Mixed verdict in BGSU hazing trial

Two found not guilty of most serious charges

By Marie Thomas-Baird - [email protected]

Troy Henricksen looks on after being found not guilty on charges of involuntary manslaughter and reckless homicide in the death of Stone Foltz.

Troy Henricksen looks on after being found not guilty on charges of involuntary manslaughter and reckless homicide in the death of Stone Foltz.

J.D. Pooley | Sentinel-Tribune


BOWLING GREEN – A Wood County jury found two former fraternity members not guilty of causing the death of Stone Foltz.

Jacob Krinn and Troy Henricksen were found guilty of hazing and violating underage alcohol laws.

They were charged with involuntary manslaughter and reckless homicide in Foltz’s death, but the jury found them not guilty of those charges.

Samuel Shamansky, Krinn’s attorney, said his client was “grateful, relieved, like the happiest man on the earth” after being found not guilty of the felony charges.

The process has “been like hell on earth” for Krinn after he was labeled a killer and wrongly accused, he said.

Shamansky said the jury came to its decision “because they are smart and intuitive. … Our client is eternally grateful to those 12 people.”

Henricksen’s attorney, Eric Long, said his client is conflicted about the verdict.

“He was accused of tremendously serious crimes, and I think he is grateful to the jury and the care they gave to this case,” he said.

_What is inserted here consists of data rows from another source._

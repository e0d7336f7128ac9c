//! HMAC-SHA256 field signing, as used by eSewa's ePay v2 protocol.
//!
//! The provider specifies an ordered list of field names (`signed_field_names`). The message to sign is the
//! comma-joined `name=value` pairs in that order. The signature is the base64-encoded HMAC-SHA256 of that
//! message under the merchant secret.

use base64::encode as b64encode;
use hmac::{Hmac, Mac};
use log::*;
use sha2::Sha256;

type HmacSha256 = Hmac<Sha256>;

/// Build the canonical message for a signed field list, e.g.
/// `total_amount=1280.00,transaction_uuid=ORDER-12-99,product_code=EPAYTEST`.
pub fn signing_message(field_names: &str, lookup: impl Fn(&str) -> Option<String>) -> String {
    field_names
        .split(',')
        .map(str::trim)
        .filter_map(|name| lookup(name).map(|value| format!("{name}={value}")))
        .collect::<Vec<String>>()
        .join(",")
}

/// Sign an ordered field list with HMAC-SHA256 and return the base64 signature.
pub fn sign_fields(secret: &str, field_names: &str, lookup: impl Fn(&str) -> Option<String>) -> String {
    let message = signing_message(field_names, lookup);
    let mut mac = HmacSha256::new_from_slice(secret.as_bytes()).expect("HMAC accepts keys of any length");
    mac.update(message.as_bytes());
    b64encode(mac.finalize().into_bytes())
}

/// Verify a received base64 signature over an ordered field list. The comparison runs in constant time
/// (`Mac::verify_slice`), so the check leaks nothing about how close a forgery came.
pub fn verify_signed_fields(
    secret: &str,
    field_names: &str,
    received_b64: &str,
    lookup: impl Fn(&str) -> Option<String>,
) -> bool {
    let received = match base64::decode(received_b64) {
        Ok(bytes) => bytes,
        Err(e) => {
            warn!("🔏️ Received signature is not valid base64: {e}");
            return false;
        },
    };
    let message = signing_message(field_names, lookup);
    let mut mac = HmacSha256::new_from_slice(secret.as_bytes()).expect("HMAC accepts keys of any length");
    mac.update(message.as_bytes());
    mac.verify_slice(&received).is_ok()
}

Henricksen is frustrated, however, after being falsely accused and the process he has had to go through the last 14 months, Long said.

The jury deliberated one hour Thursday and seven hours Friday after eight days of testimony.

Wood County Prosecutor Paul Dobson said he was proud of his staff and the investigators who have worked tirelessly on this case.

“It wasn’t the result we felt completely should have been, but we appreciate the jury (and) the fact that … they put their heart and soul into it,” he said.

The Foltz family released a statement through their attorney:

“As we sat in the courtroom day after day listening to excruciating testimony about Stone’s final moments, we grieved. Not just for the senseless death of our beloved eldest son, but for the lives of the young men who are now being held accountable for their reckless and self-serving actions,” said Cory and Shari Foltz.

“It didn’t have to be this way, and make no mistake, it will happen again until Greek organizations and the universities that support them end hazing for good. We loved Stone deeply, and we lost him so young. We needed to hear the details and the truth about what happened to him that night, and we are grateful for the team that worked tirelessly to prosecute this case and the jury for their time and attention.

“While the trial is concluded, our commitment to Stone lives on. We will not rest until hazing is eradicated on all university campuses.”

Rex Elliott and Sean Alto, attorneys for the Foltz family, said that the jury’s verdict sends a clear message: Hazing is a crime, and those who partake in it will be held accountable.

“In addition, the Greek organizations and universities that create environments where hazing thrives must also be held accountable for their culpable inaction,” the attorneys said.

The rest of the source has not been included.